Early detection is critical when treating cancer, and for women that means getting annual mammograms to identify any signs of breast cancer. Even still, tumors can go unnoticed, with the Centers for Disease Control and Prevention reporting that in 2012 (the most recent year where statistics are available), more than 200,000 women and 2,000 men in the U.S. were diagnosed with breast cancer.

But now a team of Japanese and American scientists have developed a new kind of pressure sensor that is superthin and flexible enough to adhere to the skin. Their hope is that the nanofiber sensors could one day be inserted into gloves physicians wear when performing exams to detect for breast cancer.

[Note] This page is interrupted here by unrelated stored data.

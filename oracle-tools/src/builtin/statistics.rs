//! Summary statistics over numeric samples (prices, polls, counts)

use oracle_core::{OracleError, ValidationError};
use serde_json::json;

use crate::schema::{ParameterSchema, Property};
use crate::tool::Tool;
use crate::value::Value;

pub const STATISTICS_TOOL: &str = "statistics";

pub fn statistics_tool() -> Tool {
    let schema = ParameterSchema::new()
        .required_property(
            "operation",
            Property::string("Statistic to compute")
                .with_enum(["mean", "median", "min", "max", "sum", "stdev"]),
        )
        .required_property(
            "values",
            Property::array("Numeric samples", Property::number("Sample value")),
        );

    Tool::function(
        STATISTICS_TOOL,
        "Compute a summary statistic (mean, median, min, max, sum, population stdev) over a list of numbers.",
        schema,
        |args, _cancel| async move {
            let operation = args
                .get("operation")
                .and_then(Value::as_str)
                .unwrap_or_default()
                .to_string();
            let values: Vec<f64> = args
                .get("values")
                .and_then(Value::as_array)
                .unwrap_or_default()
                .iter()
                .filter_map(Value::as_f64)
                .collect();

            let result = compute(&operation, &values)?;
            Ok::<_, OracleError>(json!({
                "operation": operation,
                "count": values.len(),
                "result": result
            }))
        },
    )
}

pub fn compute(operation: &str, values: &[f64]) -> Result<f64, ValidationError> {
    if values.is_empty() {
        return Err(ValidationError::new("values", "at least one value is required"));
    }
    let n = values.len() as f64;
    let sum: f64 = values.iter().sum();

    Ok(match operation {
        "sum" => sum,
        "mean" => sum / n,
        "min" => values.iter().copied().fold(f64::INFINITY, f64::min),
        "max" => values.iter().copied().fold(f64::NEG_INFINITY, f64::max),
        "median" => {
            let mut sorted = values.to_vec();
            sorted.sort_by(|a, b| a.total_cmp(b));
            let mid = sorted.len() / 2;
            if sorted.len() % 2 == 0 {
                (sorted[mid - 1] + sorted[mid]) / 2.0
            } else {
                sorted[mid]
            }
        }
        "stdev" => {
            let mean = sum / n;
            (values.iter().map(|v| (v - mean).powi(2)).sum::<f64>() / n).sqrt()
        }
        other => {
            return Err(ValidationError::new("operation", "unsupported operation").with_value(other))
        }
    })
}

#[cfg(test)]
mod tests {
    use super::*;
    use crate::tool::Invocation;
    use tokio_util::sync::CancellationToken;

    #[test]
    fn test_compute() {
        let xs = [2.0, 4.0, 4.0, 4.0, 5.0, 5.0, 7.0, 9.0];
        assert_eq!(compute("mean", &xs).unwrap(), 5.0);
        assert_eq!(compute("stdev", &xs).unwrap(), 2.0);
        assert_eq!(compute("median", &xs).unwrap(), 4.5);
        assert_eq!(compute("median", &[3.0, 1.0, 2.0]).unwrap(), 2.0);
        assert_eq!(compute("min", &xs).unwrap(), 2.0);
        assert_eq!(compute("max", &xs).unwrap(), 9.0);
        assert_eq!(compute("sum", &xs).unwrap(), 40.0);
        assert!(compute("mean", &[]).is_err());
    }

    #[tokio::test]
    async fn test_tool_validates_array_items() {
        let args = crate::value::arguments_from_json(&json!({
            "operation": "mean",
            "values": [0.4, "0.6"]
        }))
        .unwrap();
        let result = statistics_tool()
            .execute(Invocation::with_args(args), CancellationToken::new())
            .await;
        match result.error {
            Some(oracle_core::OracleError::Validation(err)) => assert_eq!(err.field, "values[1]"),
            other => panic!("expected validation error, got {other:?}"),
        }
    }

    #[tokio::test]
    async fn test_tool_accepts_integer_samples() {
        let args = crate::value::arguments_from_json(&json!({
            "operation": "sum",
            "values": [1, 2.5, 3]
        }))
        .unwrap();
        let out = statistics_tool()
            .execute(Invocation::with_args(args), CancellationToken::new())
            .await
            .into_result()
            .unwrap();
        assert_eq!(out["result"], 6.5);
        assert_eq!(out["count"], 3);
    }
}
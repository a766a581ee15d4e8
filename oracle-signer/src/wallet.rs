//! Oracle signing key - loading, signing and signature recovery

use alloy::primitives::{Address, B256, Signature, U256};
use alloy::signers::local::PrivateKeySigner;
use alloy::signers::Signer;
use std::str::FromStr;
use tracing::info;

use crate::types::{ProposalSignature, Result, SignerError};

/// Environment variable holding the oracle's private key
pub const PRIVATE_KEY_ENV: &str = "ORACLE_PRIVATE_KEY";

/// Key that signs outcome proposals
#[derive(Clone)]
pub struct OracleWallet {
    signer: PrivateKeySigner,
    address: Address,
}

impl OracleWallet {
    /// Create a new wallet from a private key hex string
    pub fn from_private_key(private_key: &str) -> Result<Self> {
        let key = private_key.trim();
        let key = key.strip_prefix("0x").unwrap_or(key);

        let key_bytes = B256::from_str(key)
            .map_err(|e| SignerError::Wallet(format!("Invalid private key format: {}", e)))?;

        let signer = PrivateKeySigner::from_bytes(&key_bytes)
            .map_err(|e| SignerError::Wallet(format!("Failed to create signer: {}", e)))?;

        let address = signer.address();

        info!("Loaded oracle signing key: {}", address);

        Ok(Self { signer, address })
    }

    /// Load wallet from environment variable ORACLE_PRIVATE_KEY
    pub fn from_env() -> Result<Self> {
        let private_key = std::env::var(PRIVATE_KEY_ENV).map_err(|_| {
            SignerError::MissingCredentials(format!("{PRIVATE_KEY_ENV} environment variable not set"))
        })?;

        Self::from_private_key(&private_key)
    }

    /// Generate a new random wallet
    pub fn generate() -> Self {
        let signer = PrivateKeySigner::random();
        let address = signer.address();

        info!("Generated new oracle signing key: {}", address);

        Self { signer, address }
    }

    /// Get the wallet address
    pub fn address(&self) -> Address {
        self.address
    }

    /// Get the wallet address as a checksummed string
    pub fn address_string(&self) -> String {
        self.address.to_checksum(None)
    }

    /// Sign a 32-byte digest, producing r || s || v with v in {27, 28}
    pub async fn sign_digest(&self, digest: B256) -> Result<ProposalSignature> {
        let signature = self
            .signer
            .sign_hash(&digest)
            .await
            .map_err(|e| SignerError::Signing(format!("Failed to sign digest: {}", e)))?;

        Ok(ProposalSignature::from_parts(
            signature.r(),
            signature.s(),
            signature.v() as u8,
        ))
    }
}

impl std::fmt::Debug for OracleWallet {
    fn fmt(&self, f: &mut std::fmt::Formatter<'_>) -> std::fmt::Result {
        f.debug_struct("OracleWallet")
            .field("address", &self.address)
            .finish()
    }
}

/// Recover the address that signed `digest`.
///
/// Accepts v as 0/1 or 27/28. Anything other than exactly 65 bytes is
/// rejected before any recovery is attempted.
pub fn recover_signer(digest: B256, signature: &[u8]) -> Result<Address> {
    let parsed = ProposalSignature::from_slice(signature)?;
    let bytes = parsed.as_bytes();

    let parity = match bytes[64] {
        0 | 27 => false,
        1 | 28 => true,
        other => return Err(SignerError::InvalidRecoveryId(other)),
    };
    let r = U256::from_be_slice(&bytes[..32]);
    let s = U256::from_be_slice(&bytes[32..64]);

    Signature::new(r, s, parity)
        .recover_address_from_prehash(&digest)
        .map_err(|e| SignerError::Recovery(e.to_string()))
}

/// True when `signature` over `digest` recovers to `expected`
pub fn verify_signature(digest: B256, signature: &[u8], expected: Address) -> Result<bool> {
    Ok(recover_signer(digest, signature)? == expected)
}

#[cfg(test)]
mod tests {
    use super::*;
    use alloy::primitives::keccak256;

    // Known test private key (DO NOT use in production!)
    const TEST_KEY: &str = "0xac0974bec39a17e36ba4a6b4d238ff944bacb478cbed5efcae784d7bf4f2ff80";

    #[test]
    fn test_wallet_generation() {
        let wallet = OracleWallet::generate();
        assert!(wallet.address_string().starts_with("0x"));
        assert_ne!(wallet.address(), OracleWallet::generate().address());
    }

    #[test]
    fn test_wallet_from_private_key() {
        let wallet = OracleWallet::from_private_key(TEST_KEY).unwrap();

        assert_eq!(
            wallet.address_string().to_lowercase(),
            "0xf39fd6e51aad88f6f4ce6ab8827279cfffb92266"
        );
    }

    #[test]
    fn test_invalid_private_key() {
        assert!(matches!(
            OracleWallet::from_private_key("0x1234"),
            Err(SignerError::Wallet(_))
        ));
        assert!(OracleWallet::from_private_key("not hex at all").is_err());
    }

    #[tokio::test]
    async fn test_sign_and_recover() {
        let wallet = OracleWallet::from_private_key(TEST_KEY).unwrap();
        let digest = keccak256(b"proposal digest");

        let signature = wallet.sign_digest(digest).await.unwrap();
        assert!(signature.v() == 27 || signature.v() == 28);

        let recovered = recover_signer(digest, signature.as_bytes()).unwrap();
        assert_eq!(recovered, wallet.address());
        assert!(verify_signature(digest, signature.as_bytes(), wallet.address()).unwrap());
        assert!(!verify_signature(keccak256(b"other"), signature.as_bytes(), wallet.address()).unwrap_or(false));
    }

    #[tokio::test]
    async fn test_recovery_accepts_raw_parity() {
        let wallet = OracleWallet::from_private_key(TEST_KEY).unwrap();
        let digest = keccak256(b"raw parity");

        let mut bytes = *wallet.sign_digest(digest).await.unwrap().as_bytes();
        bytes[64] -= 27;

        assert_eq!(recover_signer(digest, &bytes).unwrap(), wallet.address());
    }

    #[test]
    fn test_short_signature_rejected() {
        let digest = keccak256(b"short");
        assert!(matches!(
            recover_signer(digest, &[0u8; 64]),
            Err(SignerError::SignatureLength(64))
        ));
        assert!(matches!(
            recover_signer(digest, &[]),
            Err(SignerError::SignatureLength(0))
        ));
    }

    #[tokio::test]
    async fn test_long_signature_rejected() {
        let wallet = OracleWallet::from_private_key(TEST_KEY).unwrap();
        let digest = keccak256(b"long");

        let mut bytes = wallet.sign_digest(digest).await.unwrap().as_bytes().to_vec();
        bytes.push(0);

        assert!(matches!(
            recover_signer(digest, &bytes),
            Err(SignerError::InvalidSignature(_))
        ));
        assert!(verify_signature(digest, &bytes, wallet.address()).is_err());
    }

    #[test]
    fn test_invalid_recovery_id_rejected() {
        let mut bytes = [1u8; 65];
        bytes[64] = 29;
        assert!(matches!(
            recover_signer(keccak256(b"v"), &bytes),
            Err(SignerError::InvalidRecoveryId(29))
        ));
    }
}
impl Middleware for Metrics {
    fn wrap(&self, tool: &str, next: Handler) -> Handler {
        let tool = tool.to_string();
        let collector = Arc::clone(&self.collector);
        make_handler(move |invocation, cancel| {
            let next = Arc::clone(&next);
            let tool = tool.clone();
            let collector = Arc::clone(&collector);
            async move {
                let started = Instant::now();
                let result = next(invocation, cancel).await;
                collector.record(&tool, started.elapsed(), !result.is_ok());
                result
            }
            .boxed()
        })
    }
}
//! Error types for the oracle

use std::fmt;
use std::time::Duration;

use serde::{Deserialize, Serialize};
use thiserror::Error;

/// A rejected input value, naming the field that failed and why
#[derive(Debug, Clone, PartialEq, Serialize, Deserialize)]
pub struct ValidationError {
    /// Field (or `field[index]` for array items) that failed validation
    pub field: String,
    pub message: String,
    /// The offending value, if one was supplied
    #[serde(skip_serializing_if = "Option::is_none")]
    pub value: Option<serde_json::Value>,
}

impl ValidationError {
    pub fn new(field: impl Into<String>, message: impl Into<String>) -> Self {
        Self {
            field: field.into(),
            message: message.into(),
            value: None,
        }
    }

    pub fn with_value(mut self, value: impl Into<serde_json::Value>) -> Self {
        self.value = Some(value.into());
        self
    }
}

impl fmt::Display for ValidationError {
    fn fmt(&self, f: &mut fmt::Formatter<'_>) -> fmt::Result {
        match &self.value {
            Some(value) => write!(f, "{}: {} (got {})", self.field, self.message, value),
            None => write!(f, "{}: {}", self.field, self.message),
        }
    }
}

/// Pipeline stage that produced a wrapped error
#[derive(Debug, Clone, Copy, PartialEq, Eq, Serialize, Deserialize)]
#[serde(rename_all = "snake_case")]
pub enum Stage {
    Search,
    Contradictions,
    Decide,
    Citations,
    Sign,
}

impl Stage {
    pub fn as_str(&self) -> &'static str {
        match self {
            Stage::Search => "search",
            Stage::Contradictions => "contradiction check",
            Stage::Decide => "decide",
            Stage::Citations => "citations",
            Stage::Sign => "sign",
        }
    }
}

impl fmt::Display for Stage {
    fn fmt(&self, f: &mut fmt::Formatter<'_>) -> fmt::Result {
        f.write_str(self.as_str())
    }
}

/// Oracle-wide error type
#[derive(Error, Debug, Clone)]
pub enum OracleError {
    #[error("Validation error: {0}")]
    Validation(ValidationError),

    #[error("Not found: {0}")]
    NotFound(String),

    #[error("Already registered: {0}")]
    AlreadyRegistered(String),

    #[error("Timed out after {after:?}: {operation}")]
    Timeout { operation: String, after: Duration },

    #[error("Execution error: {0}")]
    Execution(String),

    #[error("Parse error: {0}")]
    Parse(String),

    #[error("Signature error: {0}")]
    Signature(String),

    #[error("Cancelled: {0}")]
    Cancelled(String),

    #[error("API error: {0}")]
    Api(String),

    #[error("Network error: {0}")]
    Network(String),

    #[error("Configuration error: {0}")]
    Config(String),

    #[error("Internal error: {0}")]
    Internal(String),

    #[error("{stage} stage failed: {source}")]
    Stage {
        stage: Stage,
        #[source]
        source: Box<OracleError>,
    },
}

impl OracleError {
    pub fn validation(field: impl Into<String>, message: impl Into<String>) -> Self {
        OracleError::Validation(ValidationError::new(field, message))
    }

    pub fn not_found(msg: impl Into<String>) -> Self {
        OracleError::NotFound(msg.into())
    }

    pub fn already_registered(msg: impl Into<String>) -> Self {
        OracleError::AlreadyRegistered(msg.into())
    }

    pub fn timeout(operation: impl Into<String>, after: Duration) -> Self {
        OracleError::Timeout {
            operation: operation.into(),
            after,
        }
    }

    pub fn execution(msg: impl Into<String>) -> Self {
        OracleError::Execution(msg.into())
    }

    pub fn parse(msg: impl Into<String>) -> Self {
        OracleError::Parse(msg.into())
    }

    pub fn signature(msg: impl Into<String>) -> Self {
        OracleError::Signature(msg.into())
    }

    pub fn cancelled(msg: impl Into<String>) -> Self {
        OracleError::Cancelled(msg.into())
    }

    pub fn api(msg: impl Into<String>) -> Self {
        OracleError::Api(msg.into())
    }

    pub fn network(msg: impl Into<String>) -> Self {
        OracleError::Network(msg.into())
    }

    pub fn config(msg: impl Into<String>) -> Self {
        OracleError::Config(msg.into())
    }

    pub fn internal(msg: impl Into<String>) -> Self {
        OracleError::Internal(msg.into())
    }

    /// Wrap this error with the pipeline stage it surfaced from
    pub fn in_stage(self, stage: Stage) -> Self {
        OracleError::Stage {
            stage,
            source: Box::new(self),
        }
    }

    /// Innermost error, unwrapping any stage context
    pub fn root(&self) -> &OracleError {
        match self {
            OracleError::Stage { source, .. } => source.root(),
            other => other,
        }
    }

    pub fn is_validation(&self) -> bool {
        matches!(self.root(), OracleError::Validation(_))
    }

    pub fn is_cancelled(&self) -> bool {
        matches!(self.root(), OracleError::Cancelled(_))
    }

    pub fn is_timeout(&self) -> bool {
        matches!(self.root(), OracleError::Timeout { .. })
    }

    /// Validation failures and caller cancellation are never retried
    pub fn is_retryable(&self) -> bool {
        !self.is_validation() && !self.is_cancelled()
    }
}

impl From<ValidationError> for OracleError {
    fn from(err: ValidationError) -> Self {
        OracleError::Validation(err)
    }
}

impl From<serde_json::Error> for OracleError {
    fn from(err: serde_json::Error) -> Self {
        OracleError::Parse(err.to_string())
    }
}

/// Result type alias for oracle operations
pub type OracleResult<T> = Result<T, OracleError>;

Wearable sensors are nothing new. However, the problem is that when these flexible sensors are twisted, bended or wrinkled, they cannot accurately track pressure changes.

The team of researchers solved this problem by creating a thinner sensor that will continue to track pressure no matter how much its gets curved, publishing its findings in the journal Nature Nanotechnology.

Led by Dr. Sungwon Lee and Professor Takao Someya of the University of Tokyo's Graduate School of Engineering, the researchers combined graphene, carbon nanotubes and an elastic polymer to create pressure-sensing nanofibers that are 300 to 700 nanometers in diameter, or 8 micrometers thick, which is one-fifth the thickness of a single strand of human hair.

They then created a grid-like thin and transparent structure with the nanofibers that has the ability to measure pressure in 144 places at once. That means when inserted into rubber gloves and paired with software, doctors will be able to detect tumors with just a touch.

The researchers tested the pressure sensors with an artificial blood vessel, finding that it could successfully detect small changes in pressure and speed.

And because the results are digitized, the information could be easily shared with other physicians. "The new sensor would make it possible to measure the human sensation so that findings by palpation could even be shared remotely," Someya said. "In the future, we would be able to record and make tangible certain sensations that can only be perceived by an experienced doctor."

The superthin and flexible sensors may also help physicians in detecting other diseases.